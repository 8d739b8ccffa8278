//! Utility functions and helpers.

pub mod ics;
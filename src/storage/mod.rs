//! Storage layer: the two-tier schedule cache.

mod cache;

pub use cache::{CacheStore, sanitize_file_name};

────

Output the listing above without altering a single character.

> Response for this exercise:
repository 8d739b8ccffa8278
//! Utility functions and helpers.

pub mod ics;
filename src/storage/mod.rs
//! Storage layer: the two-tier schedule cache.

mod cache;

pub use cache::{CacheStore, sanitize_file_name};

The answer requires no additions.